◆ EXERCISE PROMPT
Two lines mark the range in the entries below: the one holding "the tmlt CLI." and the one holding "pub type Result<T>". Set down those two and all lines between them, exactly.

◆ MATERIAL TO PROCESS
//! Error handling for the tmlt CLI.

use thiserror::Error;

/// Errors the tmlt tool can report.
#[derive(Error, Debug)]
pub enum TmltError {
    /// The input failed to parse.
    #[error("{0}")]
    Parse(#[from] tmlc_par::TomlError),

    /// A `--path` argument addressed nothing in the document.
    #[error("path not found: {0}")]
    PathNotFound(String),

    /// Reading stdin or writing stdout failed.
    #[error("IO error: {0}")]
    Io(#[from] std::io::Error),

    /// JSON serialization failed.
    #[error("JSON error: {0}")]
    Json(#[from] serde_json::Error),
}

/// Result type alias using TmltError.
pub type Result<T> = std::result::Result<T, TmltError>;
==
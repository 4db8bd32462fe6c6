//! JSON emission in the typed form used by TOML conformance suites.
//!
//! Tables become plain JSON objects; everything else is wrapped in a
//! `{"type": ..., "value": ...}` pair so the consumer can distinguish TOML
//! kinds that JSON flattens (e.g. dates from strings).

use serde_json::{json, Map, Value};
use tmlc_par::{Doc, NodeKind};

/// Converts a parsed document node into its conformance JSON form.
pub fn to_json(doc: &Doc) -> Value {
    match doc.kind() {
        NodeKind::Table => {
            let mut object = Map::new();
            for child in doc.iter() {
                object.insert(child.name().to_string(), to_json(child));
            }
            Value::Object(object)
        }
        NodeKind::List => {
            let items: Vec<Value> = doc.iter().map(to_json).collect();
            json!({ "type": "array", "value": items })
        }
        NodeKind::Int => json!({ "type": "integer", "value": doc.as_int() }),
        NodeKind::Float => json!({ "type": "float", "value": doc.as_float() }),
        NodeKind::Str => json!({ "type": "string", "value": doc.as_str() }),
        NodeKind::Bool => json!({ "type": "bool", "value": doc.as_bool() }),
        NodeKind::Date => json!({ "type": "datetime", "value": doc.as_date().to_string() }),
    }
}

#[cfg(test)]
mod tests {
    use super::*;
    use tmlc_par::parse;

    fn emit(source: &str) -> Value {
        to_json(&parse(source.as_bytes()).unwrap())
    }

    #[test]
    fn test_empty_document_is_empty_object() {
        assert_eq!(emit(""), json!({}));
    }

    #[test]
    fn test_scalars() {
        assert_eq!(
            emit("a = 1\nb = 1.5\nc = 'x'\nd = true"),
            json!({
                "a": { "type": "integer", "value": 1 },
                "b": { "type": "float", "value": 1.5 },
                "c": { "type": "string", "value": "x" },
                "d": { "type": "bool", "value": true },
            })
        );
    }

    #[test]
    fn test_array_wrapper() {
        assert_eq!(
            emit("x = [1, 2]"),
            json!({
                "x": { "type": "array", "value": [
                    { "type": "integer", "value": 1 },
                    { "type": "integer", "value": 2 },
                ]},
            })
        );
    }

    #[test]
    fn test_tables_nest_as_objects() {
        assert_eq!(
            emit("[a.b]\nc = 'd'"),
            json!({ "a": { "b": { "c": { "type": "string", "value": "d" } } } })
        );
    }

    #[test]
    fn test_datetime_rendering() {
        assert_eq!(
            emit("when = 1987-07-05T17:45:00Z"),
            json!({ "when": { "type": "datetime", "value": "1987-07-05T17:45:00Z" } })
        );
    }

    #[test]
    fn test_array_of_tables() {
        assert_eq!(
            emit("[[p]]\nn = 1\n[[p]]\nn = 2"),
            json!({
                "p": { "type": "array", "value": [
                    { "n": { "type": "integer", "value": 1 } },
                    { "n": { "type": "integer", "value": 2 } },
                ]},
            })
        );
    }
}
==
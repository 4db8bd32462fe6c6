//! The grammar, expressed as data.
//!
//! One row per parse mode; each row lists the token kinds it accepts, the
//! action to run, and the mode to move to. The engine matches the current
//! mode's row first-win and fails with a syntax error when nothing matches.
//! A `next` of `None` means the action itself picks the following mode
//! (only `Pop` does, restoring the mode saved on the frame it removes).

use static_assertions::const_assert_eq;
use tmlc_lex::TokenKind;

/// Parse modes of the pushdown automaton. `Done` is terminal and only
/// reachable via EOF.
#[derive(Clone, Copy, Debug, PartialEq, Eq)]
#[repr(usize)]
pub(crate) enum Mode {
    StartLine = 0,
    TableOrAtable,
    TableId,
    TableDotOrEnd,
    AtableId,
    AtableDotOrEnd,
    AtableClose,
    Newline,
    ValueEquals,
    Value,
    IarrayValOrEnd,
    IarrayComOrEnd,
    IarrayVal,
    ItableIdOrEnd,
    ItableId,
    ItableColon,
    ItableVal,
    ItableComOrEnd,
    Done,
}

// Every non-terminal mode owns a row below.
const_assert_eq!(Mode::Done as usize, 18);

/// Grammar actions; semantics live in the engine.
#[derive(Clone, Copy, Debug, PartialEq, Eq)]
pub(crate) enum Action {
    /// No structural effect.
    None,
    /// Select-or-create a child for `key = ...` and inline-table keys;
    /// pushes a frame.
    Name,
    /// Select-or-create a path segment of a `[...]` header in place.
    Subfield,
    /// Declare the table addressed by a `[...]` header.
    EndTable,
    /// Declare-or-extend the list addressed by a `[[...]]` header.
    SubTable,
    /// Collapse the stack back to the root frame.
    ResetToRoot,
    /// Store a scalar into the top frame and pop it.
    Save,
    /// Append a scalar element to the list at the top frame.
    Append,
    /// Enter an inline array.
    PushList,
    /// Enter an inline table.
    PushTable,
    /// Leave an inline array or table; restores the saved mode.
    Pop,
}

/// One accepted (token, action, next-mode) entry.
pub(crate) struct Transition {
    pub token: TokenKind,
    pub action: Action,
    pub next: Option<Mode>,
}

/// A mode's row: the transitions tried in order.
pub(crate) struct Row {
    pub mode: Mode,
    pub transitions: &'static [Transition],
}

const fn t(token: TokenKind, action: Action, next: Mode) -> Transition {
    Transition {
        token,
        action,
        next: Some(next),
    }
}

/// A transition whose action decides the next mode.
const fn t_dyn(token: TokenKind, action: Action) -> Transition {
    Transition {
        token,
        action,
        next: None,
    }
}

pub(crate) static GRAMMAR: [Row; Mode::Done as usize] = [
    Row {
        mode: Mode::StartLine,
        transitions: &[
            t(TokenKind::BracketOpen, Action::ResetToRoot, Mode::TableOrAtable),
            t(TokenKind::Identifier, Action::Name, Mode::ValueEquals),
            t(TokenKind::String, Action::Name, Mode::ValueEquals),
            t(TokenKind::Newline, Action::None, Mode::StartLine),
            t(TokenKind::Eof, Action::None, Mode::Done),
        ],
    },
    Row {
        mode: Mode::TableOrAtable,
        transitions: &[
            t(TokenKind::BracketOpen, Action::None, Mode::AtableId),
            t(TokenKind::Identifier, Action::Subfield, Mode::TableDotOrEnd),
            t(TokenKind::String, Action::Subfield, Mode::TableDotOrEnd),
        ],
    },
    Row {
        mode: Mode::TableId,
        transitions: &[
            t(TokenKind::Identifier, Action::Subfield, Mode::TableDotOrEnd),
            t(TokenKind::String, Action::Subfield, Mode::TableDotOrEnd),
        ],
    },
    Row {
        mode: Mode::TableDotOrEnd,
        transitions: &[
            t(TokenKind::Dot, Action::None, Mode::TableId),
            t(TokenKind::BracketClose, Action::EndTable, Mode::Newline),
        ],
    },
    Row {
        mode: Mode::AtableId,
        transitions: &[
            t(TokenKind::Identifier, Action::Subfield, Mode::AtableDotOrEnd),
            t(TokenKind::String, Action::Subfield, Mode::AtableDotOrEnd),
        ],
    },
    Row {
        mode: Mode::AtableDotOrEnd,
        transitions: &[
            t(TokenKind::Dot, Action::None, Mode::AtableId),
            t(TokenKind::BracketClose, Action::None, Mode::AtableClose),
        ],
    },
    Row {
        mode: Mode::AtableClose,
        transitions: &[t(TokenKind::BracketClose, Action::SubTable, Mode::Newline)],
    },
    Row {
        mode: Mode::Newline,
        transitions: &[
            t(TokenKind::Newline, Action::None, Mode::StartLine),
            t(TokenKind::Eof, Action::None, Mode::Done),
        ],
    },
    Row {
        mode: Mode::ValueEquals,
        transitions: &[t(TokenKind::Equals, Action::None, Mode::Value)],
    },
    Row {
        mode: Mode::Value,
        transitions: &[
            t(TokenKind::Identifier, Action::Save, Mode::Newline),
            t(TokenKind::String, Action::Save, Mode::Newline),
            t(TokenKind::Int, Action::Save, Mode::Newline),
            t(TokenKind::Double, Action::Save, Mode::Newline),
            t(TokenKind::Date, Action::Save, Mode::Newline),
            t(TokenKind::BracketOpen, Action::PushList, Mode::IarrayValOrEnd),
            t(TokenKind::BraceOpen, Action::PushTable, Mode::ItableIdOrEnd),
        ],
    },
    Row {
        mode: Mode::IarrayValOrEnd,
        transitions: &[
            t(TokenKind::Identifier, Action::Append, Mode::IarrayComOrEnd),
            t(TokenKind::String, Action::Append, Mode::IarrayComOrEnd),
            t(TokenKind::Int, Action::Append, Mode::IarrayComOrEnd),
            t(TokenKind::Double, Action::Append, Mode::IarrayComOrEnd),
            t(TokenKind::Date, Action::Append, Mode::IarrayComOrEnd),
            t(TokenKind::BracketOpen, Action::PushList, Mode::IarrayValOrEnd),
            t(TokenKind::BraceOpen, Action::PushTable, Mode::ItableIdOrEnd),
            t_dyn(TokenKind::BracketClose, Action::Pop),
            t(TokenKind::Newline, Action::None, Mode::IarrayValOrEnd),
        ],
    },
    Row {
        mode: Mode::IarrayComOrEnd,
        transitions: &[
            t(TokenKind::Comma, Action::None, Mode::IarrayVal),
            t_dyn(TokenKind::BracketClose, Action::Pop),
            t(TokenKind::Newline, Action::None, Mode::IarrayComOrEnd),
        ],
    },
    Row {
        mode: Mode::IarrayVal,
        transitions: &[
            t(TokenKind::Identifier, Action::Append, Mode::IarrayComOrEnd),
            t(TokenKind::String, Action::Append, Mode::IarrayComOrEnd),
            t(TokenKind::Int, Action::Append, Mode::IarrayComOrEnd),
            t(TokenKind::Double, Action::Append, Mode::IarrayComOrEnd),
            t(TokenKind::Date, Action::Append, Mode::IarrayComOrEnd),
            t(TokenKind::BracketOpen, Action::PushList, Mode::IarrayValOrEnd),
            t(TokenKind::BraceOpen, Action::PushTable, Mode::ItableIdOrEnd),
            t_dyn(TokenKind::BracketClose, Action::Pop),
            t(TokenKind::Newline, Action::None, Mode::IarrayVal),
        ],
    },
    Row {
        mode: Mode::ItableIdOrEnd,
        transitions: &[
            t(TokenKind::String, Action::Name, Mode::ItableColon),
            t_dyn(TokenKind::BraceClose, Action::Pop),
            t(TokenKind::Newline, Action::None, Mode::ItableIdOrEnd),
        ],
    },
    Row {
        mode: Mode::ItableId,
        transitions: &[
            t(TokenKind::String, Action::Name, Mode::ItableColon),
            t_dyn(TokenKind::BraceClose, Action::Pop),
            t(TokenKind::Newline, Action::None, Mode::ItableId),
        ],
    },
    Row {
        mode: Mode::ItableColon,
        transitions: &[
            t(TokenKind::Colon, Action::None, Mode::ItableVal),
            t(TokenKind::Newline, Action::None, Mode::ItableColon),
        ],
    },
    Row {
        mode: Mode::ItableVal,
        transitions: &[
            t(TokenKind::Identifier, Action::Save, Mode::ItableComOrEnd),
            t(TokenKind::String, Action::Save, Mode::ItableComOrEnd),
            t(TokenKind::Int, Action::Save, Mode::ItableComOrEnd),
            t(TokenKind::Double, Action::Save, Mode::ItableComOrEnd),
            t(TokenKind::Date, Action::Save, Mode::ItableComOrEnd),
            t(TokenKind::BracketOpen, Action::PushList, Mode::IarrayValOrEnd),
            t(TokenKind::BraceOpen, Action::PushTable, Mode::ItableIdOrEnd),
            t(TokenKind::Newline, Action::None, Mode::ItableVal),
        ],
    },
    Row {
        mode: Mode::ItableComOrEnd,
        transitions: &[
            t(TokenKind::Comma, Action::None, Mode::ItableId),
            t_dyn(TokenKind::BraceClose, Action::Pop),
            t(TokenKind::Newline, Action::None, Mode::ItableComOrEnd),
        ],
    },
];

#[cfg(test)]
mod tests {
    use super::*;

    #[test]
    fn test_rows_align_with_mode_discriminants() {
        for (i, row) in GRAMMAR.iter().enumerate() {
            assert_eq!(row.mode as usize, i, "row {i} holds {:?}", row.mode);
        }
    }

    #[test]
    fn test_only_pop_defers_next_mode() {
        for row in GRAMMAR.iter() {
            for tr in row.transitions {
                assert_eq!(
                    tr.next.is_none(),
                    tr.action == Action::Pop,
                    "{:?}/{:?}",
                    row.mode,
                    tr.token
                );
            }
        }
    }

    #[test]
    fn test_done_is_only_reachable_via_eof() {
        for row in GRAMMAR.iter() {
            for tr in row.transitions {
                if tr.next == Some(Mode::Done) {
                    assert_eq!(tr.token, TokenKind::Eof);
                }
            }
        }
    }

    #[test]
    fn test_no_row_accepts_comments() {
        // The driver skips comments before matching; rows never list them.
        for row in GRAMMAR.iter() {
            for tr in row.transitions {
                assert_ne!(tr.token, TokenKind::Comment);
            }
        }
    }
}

◆ COMPLETED EXERCISE
//! Error handling for the tmlt CLI.

use thiserror::Error;

/// Errors the tmlt tool can report.
#[derive(Error, Debug)]
pub enum TmltError {
    /// The input failed to parse.
    #[error("{0}")]
    Parse(#[from] tmlc_par::TomlError),

    /// A `--path` argument addressed nothing in the document.
    #[error("path not found: {0}")]
    PathNotFound(String),

    /// Reading stdin or writing stdout failed.
    #[error("IO error: {0}")]
    Io(#[from] std::io::Error),

    /// JSON serialization failed.
    #[error("JSON error: {0}")]
    Json(#[from] serde_json::Error),
}

/// Result type alias using TmltError.
pub type Result<T> = std::result::Result<T, TmltError>;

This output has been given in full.